The region is an investor hotspot, providing opportunities across a broad range of sectors, underpinned by:

  • a resilient and diverse economy
  • steadily growing population base
  • skilled workforce
  • stable political environment
  • established local supply chains
  • culture of innovation and entrepreneurship
  • unparalleled biodiversity
  • plentiful water supply and natural resources
  • direct air access via and the Cairns International Airport
  • direct international sea access via the Cairns Seaport
  • close proximity to Asian markets.

The regional population of Far North Queensland is approximately 287,000 (2017), and this is expected to increase to approximately 362,000 by 2036.


Cairns is a vibrant tropical city, strategically located as a world-class tourism and commercial hub. Proximity to Asia-Pacific markets creates exciting opportunities for tourism development, investment, trade and business.

As the international gateway to two of the world’s great natural wonders – the Great Barrier Reef and World Heritage-listed Wet Tropics Rainforest – Cairns is renowned worldwide as a premier tourist destination. As well as the resident population of approximately 162,000 (2016), Cairns also services a significant visitor numbers, which totalled approximately 2.7 million in 2016.

Direct air and sea access provide a competitive advantage to capitalise on the rapidly-expanding Asian economies and China’s burgeoning tourism market. Direct connections to major Australian capital cities and international services to China, Singapore, Japan, Hong Kong, Bali and Papua New Guinea open the door to lucrative commercial opportunities. There are over 5 million passenger movements through Cairns airport each year.

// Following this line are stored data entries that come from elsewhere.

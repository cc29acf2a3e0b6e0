//! Peer-to-peer RPC between two endpoints.
//!
//! An [`Endpoint`] exposes servants (shared objects implementing a remote
//! interface) under grain ids and calls the peer's servants through
//! proxies. Interfaces are declared with [`remote_interface!`], which
//! generates the proxy and the dispatch glue. Objects passed as
//! [`ByRef`] cross the connection by reference and come back as the
//! same object.
//!
//! ```ignore
//! remote_interface! {
//!     pub trait Calculator as "demo.Calculator" {
//!         fn add(&self, a: i64, b: i64) -> CallResult<i64>;
//!     }
//! }
//!
//! let server = Endpoint::new("server")?;
//! server.create_servant::<dyn Calculator>(1, Arc::new(MyCalculator))?;
//! let addr = server.bind(&"tcp://127.0.0.1:0".parse()?)?;
//!
//! let client = Endpoint::new("client")?;
//! client.connect(&addr)?;
//! let calc = client.create_proxy::<dyn Calculator>(1)?;
//! assert_eq!(calc.add(1, 2)?, 3);
//! ```

pub mod auth;
pub mod codec;
mod connection;
mod dispatcher;
pub mod endpoint;
pub mod error;
pub mod handshake;
mod heartbeat;
pub mod ids;
pub mod interface;
mod latency;
mod macros;
pub mod marshal;
pub mod message;
mod ordering;
mod pending;
mod pool;
pub mod proxy;
pub mod registry;
pub mod settings;
mod signal;
pub mod stats;
pub mod task;

pub use auth::{Authenticator, SharedSecretAuthenticator};
pub use connection::DisconnectReason;
pub use endpoint::{Endpoint, EndpointBuilder};
pub use error::{CallResult, EndpointError, RemoteException, Result, RpcError};
pub use ids::{ConnectionId, GrainId, RpcId};
pub use interface::{Dispatch, InterfaceDescriptor, MethodDescriptor, RemoteInterface};
pub use marshal::{ByRef, GrainOrigin, GrainRef};
pub use proxy::{ArgumentWriter, CallSite, IncomingCall, OutgoingCall, ProxyHandle, RemoteReturn};
pub use registry::{CollectionStats, GrainInfo, Servant};
pub use settings::{EndpointSettings, HeartbeatSettings, LatencySettings};
pub use stats::EndpointStatistics;
pub use task::Task;

pub use grainrpc_transport::EndpointAddr;

#[doc(hidden)]
pub mod __private {
    pub use serde_json::Value;
}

Cairns Seaport is located just minutes from the city centre. A multi-purpose port, it caters to cruise shipping, fishing fleets, reef passenger ferries and bulk and general cargo. The port’s bulk cargo includes petroleum products, sugar, fertiliser and liquid petroleum gas.

With its stable economic environment and strong growth forecasts, combined with competitive property markets and a flexible planning regime, investors are drawn to Cairns’ safe long-term investment climate. For more information, please see the Cairns Regional Council’s investment incentives.

Economy and infrastructure

Far North Queensland covers a vast and economically diverse area. Key industries are tourism, agriculture, mining, health, education, marine, aviation and construction.

Current Gross Regional Product (GRP) is estimated at $14.5 billion (Source: National Institute of Economic and Industry Research 2016).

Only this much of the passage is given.